In the second and third sections, the interweaving of regional and local case studies with theoretical reflections on issues of women’s identities, roles, rights, race and class has the effect of successfully keeping the book grounded in women’s lived experiences of fisheries, while mapping the geography of household and community at the centre of a global frame.

The result is that as one reads these local stories, and then re-reads them through a conceptual lens in a following section, one sees the linkages between the lives of women living on the east coast of Canada with those of women dependent on fisheries in villages on the south coast of India.

Section Four comprises a wide range of reflections on the ways in which the impact of globalization on fisheries management issues is mediated by gender, class, cultural and national identities. The contributions highlight the way in which globalization and gender discrimination combine to shape women’s access to marine resources within marine conservation systems in Mexico, and threaten women’s occupational health in Chile as well as limit their participation in specific approaches to management systems such as quality control systems introduced in Norway. The destructive impact of greedy, accumulative, gender-blind fisheries management systems is highlighted by the article on the impact of the individual quota system on communities in Iceland. The fact that women are not passive victims of these impacts is illuminated by the article on the use of trawler bycatch in Ghana, where class status enables certain women to enhance their entrepreneurial power in a globalizing fisheries context.

In Section Five, the authors pose critical questions regarding the nature of information-gathering, and warn against the dangers of “intellectual imperialism mirroring the exploitative nature of globalization through one-sided research processes.

Feminist approach

Siri Gerrard’s article suggests that feminist approaches to research provide a range of methodologies that can mitigate against unequal relations in a context in which access to information shapes power relations.

The need for researchers in the North to learn from the insights of frameworks developed in the South as well as for inter-sectoral, multidisciplinary approaches is motivated by two Canadian academics who have transferred a conceptual framework developed by Indian feminist Bina Agarwal for understanding the materialist basis of gendered aspects of resource degradation in India, to a fisheries context in Newfoundland, Canada.

In the final section, the impact of the intersections of a neoliberal, capitalist global system with unequal relations of power along gender, race, class, cultural and geographical lines is underscored both through the statement from the Gender, Globalization and Fisheries Network Workshop from which the initiative for this book arose as well as in the ‘last words’ presented by Barbara Neis and Maria Christina Maneschy.

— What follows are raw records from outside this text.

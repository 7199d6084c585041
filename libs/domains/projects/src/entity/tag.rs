use sea_orm::entity::prelude::*;

/// Sea-ORM Entity for the tags table
#[derive(Clone, Debug, PartialEq, DeriveEntityModel)]
#[sea_orm(table_name = "tags")]
pub struct Model {
    #[sea_orm(primary_key)]
    pub id: i32,
    #[sea_orm(unique)]
    pub name: String,
}

#[derive(Copy, Clone, Debug, EnumIter, DeriveRelation)]
pub enum Relation {}

impl Related<super::project::Entity> for Entity {
    fn to() -> RelationDef {
        super::project_tag::Relation::Project.def()
    }

    fn via() -> Option<RelationDef> {
        Some(super::project_tag::Relation::Tag.def().rev())
    }
}

impl ActiveModelBehavior for ActiveModel {}

impl From<Model> for crate::models::Tag {
    fn from(model: Model) -> Self {
        Self {
            id: model.id,
            name: model.name,
        }
    }
}
pub use sea_orm_migration::prelude::*;

mod m20250712_000000_bootstrap;
mod m20250712_000001_create_users;
mod m20250712_000002_create_projects;
mod m20250712_000003_create_tags_and_technologies;
mod m20250712_000004_create_project_contributors;
mod m20250712_000005_create_project_likes;

pub struct Migrator;

#[async_trait::async_trait]
impl MigratorTrait for Migrator {
    fn migrations() -> Vec<Box<dyn MigrationTrait>> {
        vec![
            Box::new(m20250712_000000_bootstrap::Migration),
            Box::new(m20250712_000001_create_users::Migration),
            Box::new(m20250712_000002_create_projects::Migration),
            Box::new(m20250712_000003_create_tags_and_technologies::Migration),
            Box::new(m20250712_000004_create_project_contributors::Migration),
            Box::new(m20250712_000005_create_project_likes::Migration),
        ]
    }
}
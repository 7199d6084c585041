use async_trait::async_trait;
use std::collections::{HashMap, HashSet};
use std::sync::Arc;
use tokio::sync::RwLock;

use crate::error::{ProjectError, ProjectResult};
use crate::models::{Contributor, NewProject, Project, Tag, Technology, STATUS_ACTIVE};
use crate::visibility;

/// Read capability over the project store
#[async_trait]
pub trait ProjectReader: Send + Sync {
    /// Load a full aggregate by id. No visibility applied - the service and
    /// query layers own that policy.
    async fn get_aggregate(&self, id: i32) -> ProjectResult<Option<Project>>;

    /// List aggregates readable by `viewer`, newest first
    async fn list(
        &self,
        viewer: Option<i32>,
        limit: u64,
        offset: u64,
    ) -> ProjectResult<Vec<Project>>;

    /// Total number of projects, all visibilities
    async fn count(&self) -> ProjectResult<u64>;

    /// Whether `user_id` has liked `project_id`
    async fn is_liked(&self, user_id: i32, project_id: i32) -> ProjectResult<bool>;

    /// The subset of `project_ids` liked by `user_id`; one batched lookup
    /// instead of a query per listed row
    async fn liked_project_ids(
        &self,
        user_id: i32,
        project_ids: &[i32],
    ) -> ProjectResult<HashSet<i32>>;
}

/// Write capability over the project store
#[async_trait]
pub trait ProjectWriter: Send + Sync {
    /// Persist a new project with all its relation rows in one transaction.
    /// Tag and technology names are find-or-created inside that transaction.
    async fn create(&self, record: NewProject) -> ProjectResult<Project>;

    /// Flip the (user, project) like state and return the new state. The
    /// like row and the denormalized `likes` counter move together.
    async fn toggle_like(&self, user_id: i32, project_id: i32) -> ProjectResult<bool>;
}

/// Full repository: both capabilities
pub trait ProjectRepository: ProjectReader + ProjectWriter {}

impl<T: ProjectReader + ProjectWriter> ProjectRepository for T {}

/// In-memory implementation of the project store (for development/testing)
#[derive(Debug, Default, Clone)]
pub struct InMemoryProjectRepository {
    inner: Arc<RwLock<Store>>,
}

#[derive(Debug, Default)]
struct Store {
    projects: HashMap<i32, Project>,
    tags: Vec<Tag>,
    technologies: Vec<Technology>,
    likes: HashSet<(i32, i32)>, // (user_id, project_id)
    next_project_id: i32,
    next_tag_id: i32,
    next_technology_id: i32,
}

impl Store {
    fn find_or_create_tag(&mut self, name: &str) -> Tag {
        if let Some(tag) = self.tags.iter().find(|t| t.name == name) {
            return tag.clone();
        }
        self.next_tag_id += 1;
        let tag = Tag {
            id: self.next_tag_id,
            name: name.to_string(),
        };
        self.tags.push(tag.clone());
        tag
    }

    fn find_or_create_technology(&mut self, name: &str) -> Technology {
        if let Some(tech) = self.technologies.iter().find(|t| t.name == name) {
            return tech.clone();
        }
        self.next_technology_id += 1;
        let tech = Technology {
            id: self.next_technology_id,
            name: name.to_string(),
        };
        self.technologies.push(tech.clone());
        tech
    }
}

impl InMemoryProjectRepository {
    pub fn new() -> Self {
        Self::default()
    }
}

#[async_trait]
impl ProjectWriter for InMemoryProjectRepository {
    async fn create(&self, record: NewProject) -> ProjectResult<Project> {
        let mut store = self.inner.write().await;

        if store.projects.values().any(|p| p.title == record.title) {
            return Err(ProjectError::DuplicateTitle(record.title));
        }

        let contributors: Vec<Contributor> = record
            .contributors
            .into_iter()
            .map(Contributor::from)
            .collect();
        let creator = contributors.first().cloned().ok_or_else(|| {
            ProjectError::Internal("Contributor list must start with the creator".to_string())
        })?;

        let tags: Vec<Tag> = record
            .tags
            .iter()
            .map(|name| store.find_or_create_tag(name))
            .collect();
        let technologies: Vec<Technology> = record
            .technologies
            .iter()
            .map(|name| store.find_or_create_technology(name))
            .collect();

        store.next_project_id += 1;
        let now = chrono::Utc::now();
        let project = Project {
            id: store.next_project_id,
            title: record.title,
            description: record.description,
            image: record.image,
            github_link: record.github_link,
            live_url: record.live_url,
            status: STATUS_ACTIVE.to_string(),
            visibility: record.visibility,
            category: record.category,
            likes: 0,
            views: 0,
            created_by: record.created_by,
            modified_by: Some(record.created_by),
            created_at: now,
            updated_at: now,
            creator,
            contributors,
            tags,
            technologies,
        };
        store.projects.insert(project.id, project.clone());

        tracing::info!(project_id = project.id, title = %project.title, "Created project");
        Ok(project)
    }

    async fn toggle_like(&self, user_id: i32, project_id: i32) -> ProjectResult<bool> {
        let mut guard = self.inner.write().await;
        let store = &mut *guard;

        let project = store
            .projects
            .get_mut(&project_id)
            .ok_or(ProjectError::NotFound(project_id))?;

        let key = (user_id, project_id);
        let now_liked = if store.likes.remove(&key) {
            if project.likes == 0 {
                tracing::warn!(
                    project_id,
                    "Like counter out of sync with like rows; clamping at zero"
                );
            }
            project.likes = (project.likes - 1).max(0);
            false
        } else {
            store.likes.insert(key);
            project.likes += 1;
            true
        };
        project.updated_at = chrono::Utc::now();

        Ok(now_liked)
    }
}

#[async_trait]
impl ProjectReader for InMemoryProjectRepository {
    async fn get_aggregate(&self, id: i32) -> ProjectResult<Option<Project>> {
        let store = self.inner.read().await;
        Ok(store.projects.get(&id).cloned())
    }

    async fn list(
        &self,
        viewer: Option<i32>,
        limit: u64,
        offset: u64,
    ) -> ProjectResult<Vec<Project>> {
        let store = self.inner.read().await;

        let mut result: Vec<Project> = store
            .projects
            .values()
            .filter(|p| visibility::can_view(p.visibility, p.created_by, viewer))
            .cloned()
            .collect();

        // Newest first, id as the tiebreak for same-instant rows
        result.sort_by(|a, b| b.created_at.cmp(&a.created_at).then(b.id.cmp(&a.id)));

        Ok(result
            .into_iter()
            .skip(offset as usize)
            .take(limit as usize)
            .collect())
    }

    async fn count(&self) -> ProjectResult<u64> {
        let store = self.inner.read().await;
        Ok(store.projects.len() as u64)
    }

    async fn is_liked(&self, user_id: i32, project_id: i32) -> ProjectResult<bool> {
        let store = self.inner.read().await;
        Ok(store.likes.contains(&(user_id, project_id)))
    }

    async fn liked_project_ids(
        &self,
        user_id: i32,
        project_ids: &[i32],
    ) -> ProjectResult<HashSet<i32>> {
        let store = self.inner.read().await;
        Ok(project_ids
            .iter()
            .copied()
            .filter(|id| store.likes.contains(&(user_id, *id)))
            .collect())
    }
}

#[cfg(test)]
mod tests {
    use super::*;
    use crate::models::Visibility;
    use domain_users::User;

    fn user(id: i32, username: &str) -> User {
        let now = chrono::Utc::now();
        User {
            id,
            username: username.to_string(),
            email: format!("{}@example.com", username),
            image: None,
            created_at: now,
            updated_at: now,
        }
    }

    fn new_project(title: &str, creator: User) -> NewProject {
        NewProject {
            title: title.to_string(),
            description: String::new(),
            image: None,
            github_link: String::new(),
            live_url: None,
            category: String::new(),
            visibility: Visibility::Public,
            created_by: creator.id,
            contributors: vec![creator],
            tags: Vec::new(),
            technologies: Vec::new(),
        }
    }

    #[tokio::test]
    async fn test_create_and_get_project() {
        let repo = InMemoryProjectRepository::new();

        let created = repo.create(new_project("dashboard", user(1, "alice"))).await.unwrap();
        assert_eq!(created.title, "dashboard");
        assert_eq!(created.status, STATUS_ACTIVE);
        assert_eq!(created.likes, 0);
        assert_eq!(created.creator.username, "alice");

        let fetched = repo.get_aggregate(created.id).await.unwrap();
        assert_eq!(fetched.unwrap().id, created.id);
    }

    #[tokio::test]
    async fn test_duplicate_title_leaves_count_unchanged() {
        let repo = InMemoryProjectRepository::new();
        repo.create(new_project("dashboard", user(1, "alice"))).await.unwrap();
        assert_eq!(repo.count().await.unwrap(), 1);

        let result = repo.create(new_project("dashboard", user(2, "bob"))).await;
        assert!(matches!(result, Err(ProjectError::DuplicateTitle(_))));
        assert_eq!(repo.count().await.unwrap(), 1);
    }

    #[tokio::test]
    async fn test_tag_resolution_is_idempotent_across_creates() {
        let repo = InMemoryProjectRepository::new();

        let mut first = new_project("one", user(1, "alice"));
        first.tags = vec!["iot".to_string()];
        let mut second = new_project("two", user(1, "alice"));
        second.tags = vec!["iot".to_string(), "rust".to_string()];

        let first = repo.create(first).await.unwrap();
        let second = repo.create(second).await.unwrap();

        assert_eq!(first.tags[0].id, second.tags[0].id);
        assert_ne!(second.tags[0].id, second.tags[1].id);
    }

    #[tokio::test]
    async fn test_toggle_like_pair_restores_state() {
        let repo = InMemoryProjectRepository::new();
        let project = repo.create(new_project("dashboard", user(1, "alice"))).await.unwrap();

        assert!(repo.toggle_like(2, project.id).await.unwrap());
        assert!(repo.is_liked(2, project.id).await.unwrap());
        assert_eq!(repo.get_aggregate(project.id).await.unwrap().unwrap().likes, 1);

        assert!(!repo.toggle_like(2, project.id).await.unwrap());
        assert!(!repo.is_liked(2, project.id).await.unwrap());
        assert_eq!(repo.get_aggregate(project.id).await.unwrap().unwrap().likes, 0);
    }

    #[tokio::test]
    async fn test_toggle_like_unknown_project() {
        let repo = InMemoryProjectRepository::new();
        let result = repo.toggle_like(1, 404).await;
        assert!(matches!(result, Err(ProjectError::NotFound(404))));
    }

    #[tokio::test]
    async fn test_list_applies_visibility_and_pagination() {
        let repo = InMemoryProjectRepository::new();
        let alice = user(1, "alice");

        repo.create(new_project("public-one", alice.clone())).await.unwrap();
        let mut hidden = new_project("secret", alice.clone());
        hidden.visibility = Visibility::Private;
        repo.create(hidden).await.unwrap();
        repo.create(new_project("public-two", alice.clone())).await.unwrap();

        let anonymous = repo.list(None, 10, 0).await.unwrap();
        assert_eq!(anonymous.len(), 2);
        assert!(anonymous.iter().all(|p| p.visibility == Visibility::Public));

        let owner = repo.list(Some(alice.id), 10, 0).await.unwrap();
        assert_eq!(owner.len(), 3);

        let paged = repo.list(Some(alice.id), 2, 1).await.unwrap();
        assert_eq!(paged.len(), 2);
    }

    #[tokio::test]
    async fn test_liked_project_ids_batches() {
        let repo = InMemoryProjectRepository::new();
        let alice = user(1, "alice");
        let a = repo.create(new_project("a", alice.clone())).await.unwrap();
        let b = repo.create(new_project("b", alice.clone())).await.unwrap();
        let c = repo.create(new_project("c", alice)).await.unwrap();

        repo.toggle_like(7, a.id).await.unwrap();
        repo.toggle_like(7, c.id).await.unwrap();

        let liked = repo
            .liked_project_ids(7, &[a.id, b.id, c.id])
            .await
            .unwrap();
        assert_eq!(liked, HashSet::from([a.id, c.id]));
    }
}
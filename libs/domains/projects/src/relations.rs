//! Find-or-create resolution for the Project aggregate's relations.
//!
//! Tags and technologies are resolved against any `ConnectionTrait` so the
//! lookups participate in the caller's transaction; contributor resolution
//! goes through the users domain and fails closed.

use std::collections::HashMap;

use domain_users::{User, UserRepository};
use sea_orm::sea_query::OnConflict;
use sea_orm::ActiveValue::Set;
use sea_orm::{ColumnTrait, ConnectionTrait, EntityTrait, QueryFilter};

use crate::entity::{tag, technology};
use crate::error::{ProjectError, ProjectResult};

fn db_err(e: sea_orm::DbErr) -> ProjectError {
    ProjectError::Internal(format!("Database error: {}", e))
}

/// Resolve the full contributor list for a new project.
///
/// The creator always lands at position 0 and is not duplicated when the
/// request names them again. Remaining usernames are resolved as one batch;
/// if any name stays unresolved the whole operation fails with
/// `ContributorNotFound` - partial contributor sets are never persisted.
pub async fn resolve_contributors<U>(
    users: &U,
    creator: &User,
    requested: &[String],
) -> ProjectResult<Vec<User>>
where
    U: UserRepository + ?Sized,
{
    let mut contributors = vec![creator.clone()];

    let requested: Vec<String> = requested
        .iter()
        .filter(|name| *name != &creator.username)
        .cloned()
        .collect();
    if requested.is_empty() {
        return Ok(contributors);
    }

    let found = users
        .get_by_usernames(&requested)
        .await
        .map_err(|e| ProjectError::Internal(format!("Error fetching contributors: {}", e)))?;
    if found.len() != requested.len() {
        return Err(ProjectError::ContributorNotFound);
    }

    // Restore request order; the batch lookup makes no ordering promise.
    let mut by_name: HashMap<String, User> = found
        .into_iter()
        .map(|user| (user.username.clone(), user))
        .collect();
    for name in &requested {
        let user = by_name
            .remove(name)
            .ok_or(ProjectError::ContributorNotFound)?;
        contributors.push(user);
    }

    Ok(contributors)
}

/// Find a tag by exact name or create it.
///
/// Concurrency-safe through the unique index on `tags.name`: the insert uses
/// ON CONFLICT DO NOTHING and the follow-up read returns whichever row won a
/// racing creation.
pub async fn find_or_create_tag<C>(conn: &C, name: &str) -> ProjectResult<tag::Model>
where
    C: ConnectionTrait,
{
    if let Some(existing) = tag::Entity::find()
        .filter(tag::Column::Name.eq(name))
        .one(conn)
        .await
        .map_err(db_err)?
    {
        return Ok(existing);
    }

    tag::Entity::insert(tag::ActiveModel {
        name: Set(name.to_string()),
        ..Default::default()
    })
    .on_conflict(OnConflict::column(tag::Column::Name).do_nothing().to_owned())
    .exec_without_returning(conn)
    .await
    .map_err(db_err)?;

    tag::Entity::find()
        .filter(tag::Column::Name.eq(name))
        .one(conn)
        .await
        .map_err(db_err)?
        .ok_or_else(|| ProjectError::Internal(format!("Tag '{}' missing after insert", name)))
}

/// Find a technology by exact name or create it. Same recovery path as
/// `find_or_create_tag`.
pub async fn find_or_create_technology<C>(conn: &C, name: &str) -> ProjectResult<technology::Model>
where
    C: ConnectionTrait,
{
    if let Some(existing) = technology::Entity::find()
        .filter(technology::Column::Name.eq(name))
        .one(conn)
        .await
        .map_err(db_err)?
    {
        return Ok(existing);
    }

    technology::Entity::insert(technology::ActiveModel {
        name: Set(name.to_string()),
        ..Default::default()
    })
    .on_conflict(
        OnConflict::column(technology::Column::Name)
            .do_nothing()
            .to_owned(),
    )
    .exec_without_returning(conn)
    .await
    .map_err(db_err)?;

    technology::Entity::find()
        .filter(technology::Column::Name.eq(name))
        .one(conn)
        .await
        .map_err(db_err)?
        .ok_or_else(|| {
            ProjectError::Internal(format!("Technology '{}' missing after insert", name))
        })
}
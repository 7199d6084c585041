use async_trait::async_trait;
use std::collections::HashMap;
use std::sync::Arc;
use tokio::sync::RwLock;

use crate::error::{UserError, UserResult};
use crate::models::{CreateUser, User};

/// Repository trait for User lookups
///
/// The project core consumes this read-side; `create` exists for the owning
/// module and for seeding test fixtures.
#[async_trait]
pub trait UserRepository: Send + Sync {
    /// Create a new user
    async fn create(&self, input: CreateUser) -> UserResult<User>;

    /// Get a user by ID
    async fn get_by_id(&self, id: i32) -> UserResult<Option<User>>;

    /// Get a user by username
    async fn get_by_username(&self, username: &str) -> UserResult<Option<User>>;

    /// Batch-resolve users by username. Unknown usernames are simply absent
    /// from the result; callers decide whether that is an error.
    async fn get_by_usernames(&self, usernames: &[String]) -> UserResult<Vec<User>>;
}

/// In-memory implementation of UserRepository (for development/testing)
#[derive(Debug, Default, Clone)]
pub struct InMemoryUserRepository {
    inner: Arc<RwLock<Store>>,
}

#[derive(Debug, Default)]
struct Store {
    users: HashMap<i32, User>,
    next_id: i32,
}

impl InMemoryUserRepository {
    pub fn new() -> Self {
        Self::default()
    }
}

#[async_trait]
impl UserRepository for InMemoryUserRepository {
    async fn create(&self, input: CreateUser) -> UserResult<User> {
        let mut store = self.inner.write().await;

        if store.users.values().any(|u| u.username == input.username) {
            return Err(UserError::DuplicateUsername(input.username));
        }
        if store.users.values().any(|u| u.email == input.email) {
            return Err(UserError::DuplicateEmail(input.email));
        }

        store.next_id += 1;
        let now = chrono::Utc::now();
        let user = User {
            id: store.next_id,
            username: input.username,
            email: input.email,
            image: input.image,
            created_at: now,
            updated_at: now,
        };
        store.users.insert(user.id, user.clone());

        tracing::info!(user_id = user.id, username = %user.username, "Created user");
        Ok(user)
    }

    async fn get_by_id(&self, id: i32) -> UserResult<Option<User>> {
        let store = self.inner.read().await;
        Ok(store.users.get(&id).cloned())
    }

    async fn get_by_username(&self, username: &str) -> UserResult<Option<User>> {
        let store = self.inner.read().await;
        Ok(store.users.values().find(|u| u.username == username).cloned())
    }

    async fn get_by_usernames(&self, usernames: &[String]) -> UserResult<Vec<User>> {
        let store = self.inner.read().await;
        Ok(store
            .users
            .values()
            .filter(|u| usernames.contains(&u.username))
            .cloned()
            .collect())
    }
}

#[cfg(test)]
mod tests {
    use super::*;

    fn new_user(username: &str) -> CreateUser {
        CreateUser {
            username: username.to_string(),
            email: format!("{}@example.com", username),
            image: None,
        }
    }

    #[tokio::test]
    async fn test_create_and_get_by_username() {
        let repo = InMemoryUserRepository::new();

        let user = repo.create(new_user("alice")).await.unwrap();
        assert_eq!(user.username, "alice");

        let fetched = repo.get_by_username("alice").await.unwrap();
        assert_eq!(fetched.unwrap().id, user.id);

        assert!(repo.get_by_username("bob").await.unwrap().is_none());
    }

    #[tokio::test]
    async fn test_duplicate_username_error() {
        let repo = InMemoryUserRepository::new();
        repo.create(new_user("alice")).await.unwrap();

        let result = repo
            .create(CreateUser {
                username: "alice".to_string(),
                email: "other@example.com".to_string(),
                image: None,
            })
            .await;
        assert!(matches!(result, Err(UserError::DuplicateUsername(_))));
    }

    #[tokio::test]
    async fn test_get_by_usernames_returns_only_known() {
        let repo = InMemoryUserRepository::new();
        repo.create(new_user("alice")).await.unwrap();
        repo.create(new_user("bob")).await.unwrap();

        let found = repo
            .get_by_usernames(&["alice".to_string(), "ghost".to_string()])
            .await
            .unwrap();
        assert_eq!(found.len(), 1);
        assert_eq!(found[0].username, "alice");
    }
}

The authors of this section provide a very useful overview of the key themes that emerge in the book as well as identify a research agenda for the future.

The fact that globalization processes are “fundamentally gendered is strongly illuminated through the ‘fisheries’ and ‘gender’ lenses used in this book. The work presented here deepens our understanding of the very destructive impacts of these processes by mapping the interstices of these systems of power relations at all levels of our lives.

However, while mapping these destructive forces, it simultaneously highlights the strength of women’s resistance and the way in which feminist perspectives point to alternative ways of living and interacting with our fisheries and other natural resources.

Early on in the book, Indian feminist activist Nalini Nayak reminds us that feminist approaches to working within the fisheries sector have long emphasized the need for an alternative development paradigm and a more sustainable way of living that is based on “fisheries for need not greed.

This collection suggests that creative research and development projects such as that of the one through which this book was produced, which draw on the critical insights of gendered analyses while also strengthening networks for transformation across the globe, might enable us to begin to “imagine and fight for alternatives…more likely to sustain life and enhance justice.